The task: The response must contain every line from the records below that has "usize".

*****

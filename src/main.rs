// Copyright 2025-present Harīṣh Tummalachērla
// SPDX-License-Identifier: Apache-2.0

//! typeahead binary: index a corpus directory, answer queries.
//!
//! The index is built fresh each run — build-then-query, nothing persisted.
//! Build diagnostics go to stderr so `--json` output stays pipeable.

use clap::Parser;
use std::io::{BufRead, Write};
use std::path::Path;
use std::time::Instant;

use typeahead::cli::{display, Cli, Commands};
use typeahead::{load_directory, IndexBuilder, ScoringConfig, SuggestIndex};

fn main() {
    let cli = Cli::parse();
    if let Err(e) = run(cli) {
        eprintln!("❌ {}", e);
        std::process::exit(1);
    }
}

fn run(cli: Cli) -> Result<(), String> {
    match cli.command {
        Commands::Query {
            corpus,
            query,
            limit,
            distance,
            config,
            json,
        } => {
            let config = load_scoring_config(config.as_deref(), limit, distance)?;
            let index = build_from_corpus(&corpus)?;
            run_query(&index, &query, &config, json)
        }
        Commands::Repl {
            corpus,
            limit,
            distance,
            config,
        } => {
            let config = load_scoring_config(config.as_deref(), limit, distance)?;
            let index = build_from_corpus(&corpus)?;
            run_repl(&index, &config)
        }
        Commands::Stats { corpus } => {
            let index = build_from_corpus(&corpus)?;
            println!("{}", display::render_stats(&index.stats()));
            Ok(())
        }
    }
}

/// Scoring config: JSON file if given, defaults otherwise, CLI flags on top.
fn load_scoring_config(
    path: Option<&str>,
    limit: Option<usize>,
    distance: Option<usize>,
) -> Result<ScoringConfig, String> {
    let mut config = match path {
        Some(path) => {
            let raw = std::fs::read_to_string(path)
                .map_err(|e| format!("Failed to read config {}: {}", path, e))?;
            serde_json::from_str(&raw).map_err(|e| format!("Invalid config {}: {}", path, e))?
        }
        None => ScoringConfig::default(),
    };

    if let Some(limit) = limit {
        config.max_results = limit;
    }
    if let Some(distance) = distance {
        config.max_edit_distance = distance;
    }
    config
        .validate()
        .map_err(|e| format!("Invalid scoring config: {}", e))?;
    Ok(config)
}

/// Index every .txt file under the corpus directory, with a summary line.
fn build_from_corpus(corpus: &str) -> Result<SuggestIndex, String> {
    let started = Instant::now();
    let mut builder = IndexBuilder::new();
    let summary = load_directory(Path::new(corpus), &mut builder)?;

    if builder.is_empty() {
        eprintln!("⚠️  No sentences found under {}", corpus);
    }

    let index = builder.finalize();
    let stats = index.stats();
    eprintln!(
        "✅ Indexed {} sentences │ {} words │ {} files in {}",
        stats.sentences,
        stats.distinct_words,
        summary.files,
        display::format_elapsed(started.elapsed()),
    );
    Ok(index)
}

fn run_query(
    index: &SuggestIndex,
    query: &str,
    config: &ScoringConfig,
    json: bool,
) -> Result<(), String> {
    let started = Instant::now();
    let suggestions = index
        .suggest(query, config)
        .map_err(|e| format!("Query failed: {}", e))?;
    let elapsed = started.elapsed();

    if json {
        let serialized = serde_json::to_string_pretty(&suggestions)
            .map_err(|e| format!("Failed to serialize results: {}", e))?;
        println!("{}", serialized);
    } else {
        println!("{}", display::render_suggestions(&suggestions));
        eprintln!("⏱  {}", display::format_elapsed(elapsed));
    }
    Ok(())
}

/// Interactive loop: one query per line, `:q` (or EOF) to leave.
fn run_repl(index: &SuggestIndex, config: &ScoringConfig) -> Result<(), String> {
    println!("typeahead repl — type a fragment, :q to quit");

    let stdin = std::io::stdin();
    let mut input = String::new();
    loop {
        print!("> ");
        std::io::stdout()
            .flush()
            .map_err(|e| format!("Failed to flush stdout: {}", e))?;

        input.clear();
        let read = stdin
            .lock()
            .read_line(&mut input)
            .map_err(|e| format!("Failed to read input: {}", e))?;
        if read == 0 {
            break; // EOF
        }
        if input.trim() == ":q" {
            break;
        }
        // Keep trailing whitespace: "netw" and "netw " are different queries.
        let query = input.trim_end_matches(['\r', '\n']);
        if query.trim().is_empty() {
            continue;
        }

        let started = Instant::now();
        let suggestions = index
            .suggest(query, config)
            .map_err(|e| format!("Query failed: {}", e))?;
        println!("{}", display::render_suggestions(&suggestions));
        eprintln!("⏱  {}", display::format_elapsed(started.elapsed()));
    }
    Ok(())
}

*****

Worked solution:
    limit: Option<usize>,
    distance: Option<usize>,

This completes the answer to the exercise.